use std::io::ErrorKind;
use std::path::PathBuf;
use std::sync::Arc;
use std::time::Duration;

use async_trait::async_trait;
use russh::client::{self, Handle};
use russh::{ChannelMsg, Disconnect};
use russh_keys::key;
use tokio::time::timeout;
use tracing::{debug, warn};

use super::{Endpoint, Transport, TransportError};
use crate::settings::{Settings, SettingsError, ENV_PASSWORD, ENV_USERNAME};

/// How the session proves who it is.
#[derive(Clone)]
pub enum Credential {
    Password(String),
    KeyFile(PathBuf),
}

/// Runs device commands on an SSH exec channel.
///
/// Each fetch opens its own session on a single-threaded runtime, so the two
/// devices of a pair never share connection state. The connect timeout covers
/// the TCP connect, key exchange and authentication; the read timeout covers
/// the command until the device closes the channel.
#[derive(Clone)]
pub struct SshTransport {
    username: String,
    credential: Credential,
    connect_timeout: Duration,
}

impl SshTransport {
    /// A password wins over a key file when both are configured.
    pub fn from_settings(settings: &Settings) -> Result<Self, SettingsError> {
        let username = settings
            .username
            .clone()
            .ok_or(SettingsError::Missing(ENV_USERNAME))?;
        let credential = match (&settings.password, &settings.key_file) {
            (Some(password), _) => Credential::Password(password.clone()),
            (None, Some(path)) => Credential::KeyFile(path.clone()),
            (None, None) => return Err(SettingsError::Missing(ENV_PASSWORD)),
        };
        Ok(Self {
            username,
            credential,
            connect_timeout: settings.connect_timeout,
        })
    }

    async fn open(&self, endpoint: &Endpoint) -> Result<Handle<DeviceHandler>, TransportError> {
        let config = Arc::new(client::Config::default());
        let handler = DeviceHandler {
            endpoint: endpoint.to_string(),
        };
        let mut handle = client::connect(config, (endpoint.host.as_str(), endpoint.port), handler)
            .await
            .map_err(|err| classify(endpoint, err))?;

        let accepted = match &self.credential {
            Credential::Password(password) => {
                handle
                    .authenticate_password(self.username.as_str(), password.as_str())
                    .await
            }
            Credential::KeyFile(path) => {
                let key = russh_keys::load_secret_key(path, None).map_err(|err| {
                    TransportError::Transport {
                        endpoint: endpoint.to_string(),
                        detail: format!("cannot load private key {}: {err}", path.display()),
                    }
                })?;
                handle
                    .authenticate_publickey(self.username.as_str(), Arc::new(key))
                    .await
            }
        }
        .map_err(|err| classify(endpoint, err))?;

        authenticated(endpoint, &self.username, accepted)?;
        debug!(%endpoint, username = %self.username, "ssh session authenticated");
        Ok(handle)
    }

    async fn fetch_async(
        &self,
        endpoint: &Endpoint,
        command: &str,
        read_timeout: Duration,
    ) -> Result<String, TransportError> {
        let handle = match timeout(self.connect_timeout, self.open(endpoint)).await {
            Ok(handle) => handle?,
            Err(_) => {
                return Err(TransportError::ConnectTimeout {
                    endpoint: endpoint.to_string(),
                    detail: format!(
                        "no authenticated session within {}s",
                        self.connect_timeout.as_secs()
                    ),
                })
            }
        };

        let output = match timeout(read_timeout, exec(&handle, command)).await {
            Ok(output) => output.map_err(|err| classify(endpoint, err))?,
            Err(_) => {
                warn!(%endpoint, command, "no complete response before deadline");
                return Err(TransportError::ConnectTimeout {
                    endpoint: endpoint.to_string(),
                    detail: format!("no complete response within {}s", read_timeout.as_secs()),
                });
            }
        };

        if let Err(err) = handle
            .disconnect(Disconnect::ByApplication, "", "en")
            .await
        {
            debug!(%endpoint, error = %err, "ssh disconnect failed");
        }
        output.into_result(endpoint)
    }
}

impl Transport for SshTransport {
    fn fetch(
        &self,
        endpoint: &Endpoint,
        command: &str,
        timeout: Duration,
    ) -> Result<String, TransportError> {
        let runtime = tokio::runtime::Builder::new_current_thread()
            .enable_all()
            .build()
            .map_err(|err| TransportError::Transport {
                endpoint: endpoint.to_string(),
                detail: format!("cannot start ssh runtime: {err}"),
            })?;
        debug!(%endpoint, command, "opening ssh session");
        runtime.block_on(self.fetch_async(endpoint, command, timeout))
    }
}

struct DeviceHandler {
    endpoint: String,
}

#[async_trait]
impl client::Handler for DeviceHandler {
    type Error = russh::Error;

    // Devices are addressed by operator-supplied hosts; the key is logged, not pinned.
    async fn check_server_key(
        &mut self,
        server_public_key: &key::PublicKey,
    ) -> Result<bool, Self::Error> {
        debug!(
            endpoint = %self.endpoint,
            fingerprint = %server_public_key.fingerprint(),
            "accepting device host key"
        );
        Ok(true)
    }
}

/// Everything a device sent back on one exec channel.
#[derive(Debug, Default)]
struct ExecOutput {
    stdout: Vec<u8>,
    stderr: Vec<u8>,
    exit_status: Option<u32>,
}

impl ExecOutput {
    fn into_result(self, endpoint: &Endpoint) -> Result<String, TransportError> {
        match self.exit_status {
            Some(code) if code != 0 => {
                let stderr = String::from_utf8_lossy(&self.stderr);
                let detail = stderr
                    .lines()
                    .map(str::trim)
                    .filter(|line| !line.is_empty())
                    .last()
                    .map(str::to_string)
                    .unwrap_or_else(|| format!("command exited with status {code}"));
                Err(TransportError::Transport {
                    endpoint: endpoint.to_string(),
                    detail,
                })
            }
            _ => Ok(String::from_utf8_lossy(&self.stdout).into_owned()),
        }
    }
}

// Exec channels get no pty, so the device writes the whole output unpaged.
async fn exec(handle: &Handle<DeviceHandler>, command: &str) -> Result<ExecOutput, russh::Error> {
    let mut channel = handle.channel_open_session().await?;
    channel.exec(true, command).await?;

    let mut output = ExecOutput::default();
    while let Some(msg) = channel.wait().await {
        match msg {
            ChannelMsg::Data { ref data } => output.stdout.extend_from_slice(data),
            ChannelMsg::ExtendedData { ref data, .. } => output.stderr.extend_from_slice(data),
            ChannelMsg::ExitStatus { exit_status } => output.exit_status = Some(exit_status),
            _ => {}
        }
    }
    Ok(output)
}

fn authenticated(endpoint: &Endpoint, username: &str, accepted: bool) -> Result<(), TransportError> {
    if accepted {
        return Ok(());
    }
    Err(TransportError::AuthFailure {
        endpoint: endpoint.to_string(),
        detail: format!("device rejected credentials for user {username}"),
    })
}

fn classify(endpoint: &Endpoint, err: russh::Error) -> TransportError {
    let endpoint = endpoint.to_string();
    match err {
        russh::Error::IO(io) if io.kind() == ErrorKind::TimedOut => {
            TransportError::ConnectTimeout {
                endpoint,
                detail: io.to_string(),
            }
        }
        russh::Error::NotAuthenticated => TransportError::AuthFailure {
            endpoint,
            detail: "not authenticated".to_string(),
        },
        other => TransportError::Transport {
            endpoint,
            detail: other.to_string(),
        },
    }
}

#[cfg(test)]
mod tests {
    use std::io;
    use std::net::TcpListener;
    use std::path::PathBuf;
    use std::thread;
    use std::time::{Duration, Instant};

    use super::{authenticated, classify, Credential, ExecOutput, SshTransport};
    use crate::settings::{Settings, SettingsError, SettingsFile};
    use crate::transport::{Endpoint, Transport, TransportError};

    fn endpoint() -> Endpoint {
        Endpoint::new("198.51.100.1", 2222)
    }

    fn transport(connect_timeout: Duration) -> SshTransport {
        SshTransport {
            username: "netops".to_string(),
            credential: Credential::Password("secret".to_string()),
            connect_timeout,
        }
    }

    fn settings(pairs: &[(&str, &str)]) -> Settings {
        let pairs: Vec<(String, String)> = pairs
            .iter()
            .map(|(k, v)| (k.to_string(), v.to_string()))
            .collect();
        Settings::from_sources(SettingsFile::default(), move |name| {
            pairs.iter().find(|(k, _)| k == name).map(|(_, v)| v.clone())
        })
        .expect("settings")
    }

    #[test]
    fn credentials_prefer_password_then_key_file() {
        let both = settings(&[
            ("ROUTER_HOST_1", "r1"),
            ("ROUTER_USERNAME", "netops"),
            ("ROUTER_PASSWORD", "secret"),
            ("ROUTER_KEY_FILE", "/keys/id_ed25519"),
        ]);
        let ssh = SshTransport::from_settings(&both).expect("transport");
        assert!(matches!(ssh.credential, Credential::Password(ref p) if p == "secret"));

        let key_only = settings(&[
            ("ROUTER_HOST_1", "r1"),
            ("ROUTER_USERNAME", "netops"),
            ("ROUTER_KEY_FILE", "/keys/id_ed25519"),
        ]);
        let ssh = SshTransport::from_settings(&key_only).expect("transport");
        assert!(
            matches!(ssh.credential, Credential::KeyFile(ref p) if p == &PathBuf::from("/keys/id_ed25519"))
        );
    }

    #[test]
    fn missing_username_or_credential_is_a_settings_error() {
        let no_user = settings(&[("ROUTER_HOST_1", "r1"), ("ROUTER_PASSWORD", "secret")]);
        assert!(matches!(
            SshTransport::from_settings(&no_user),
            Err(SettingsError::Missing("ROUTER_USERNAME"))
        ));

        let no_secret = settings(&[("ROUTER_HOST_1", "r1"), ("ROUTER_USERNAME", "netops")]);
        assert!(matches!(
            SshTransport::from_settings(&no_secret),
            Err(SettingsError::Missing("ROUTER_PASSWORD"))
        ));
    }

    #[test]
    fn rejected_credentials_are_an_auth_failure() {
        assert_eq!(authenticated(&endpoint(), "netops", true), Ok(()));
        assert_eq!(
            authenticated(&endpoint(), "netops", false),
            Err(TransportError::AuthFailure {
                endpoint: "198.51.100.1:2222".to_string(),
                detail: "device rejected credentials for user netops".to_string(),
            })
        );
    }

    #[test]
    fn classifies_protocol_errors() {
        let ep = endpoint();
        let timed_out = russh::Error::IO(io::Error::new(io::ErrorKind::TimedOut, "connect timed out"));
        assert!(matches!(classify(&ep, timed_out), TransportError::ConnectTimeout { .. }));
        assert!(matches!(
            classify(&ep, russh::Error::NotAuthenticated),
            TransportError::AuthFailure { .. }
        ));
        let refused = russh::Error::IO(io::Error::new(io::ErrorKind::ConnectionRefused, "refused"));
        assert!(matches!(classify(&ep, refused), TransportError::Transport { .. }));
    }

    #[test]
    fn non_zero_exit_reports_last_stderr_line() {
        let failed = ExecOutput {
            stdout: b"partial".to_vec(),
            stderr: b"\n% Invalid input detected at '^' marker.\n\n".to_vec(),
            exit_status: Some(1),
        };
        assert_eq!(
            failed.into_result(&endpoint()),
            Err(TransportError::Transport {
                endpoint: "198.51.100.1:2222".to_string(),
                detail: "% Invalid input detected at '^' marker.".to_string(),
            })
        );

        let ok = ExecOutput {
            stdout: b"hostname r1\n".to_vec(),
            stderr: Vec::new(),
            exit_status: None,
        };
        assert_eq!(ok.into_result(&endpoint()), Ok("hostname r1\n".to_string()));
    }

    #[test]
    fn silent_server_hits_the_connect_timeout() {
        let listener = TcpListener::bind("127.0.0.1:0").expect("bind");
        let port = listener.local_addr().expect("addr").port();
        thread::spawn(move || {
            // Accept and never speak, holding the socket open.
            if let Ok((stream, _)) = listener.accept() {
                thread::sleep(Duration::from_secs(5));
                drop(stream);
            }
        });

        let started = Instant::now();
        let err = transport(Duration::from_millis(300))
            .fetch(&Endpoint::new("127.0.0.1", port), "show running-config", Duration::from_secs(5))
            .unwrap_err();
        assert!(matches!(err, TransportError::ConnectTimeout { .. }), "{err:?}");
        assert!(started.elapsed() < Duration::from_secs(4));
    }

    #[test]
    fn closed_port_is_a_transport_error() {
        let port = {
            let listener = TcpListener::bind("127.0.0.1:0").expect("bind");
            listener.local_addr().expect("addr").port()
        };
        let err = transport(Duration::from_secs(5))
            .fetch(&Endpoint::new("127.0.0.1", port), "show running-config", Duration::from_secs(5))
            .unwrap_err();
        assert!(matches!(err, TransportError::Transport { .. }), "{err:?}");
    }
}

----------------------------------------

* [WHAT THE EXERCISE ASKS]
Copy all lines of the records in which the string "tokio" can be found.

* [SOLVED EXERCISE]
use tokio::time::timeout;
        let runtime = tokio::runtime::Builder::new_current_thread()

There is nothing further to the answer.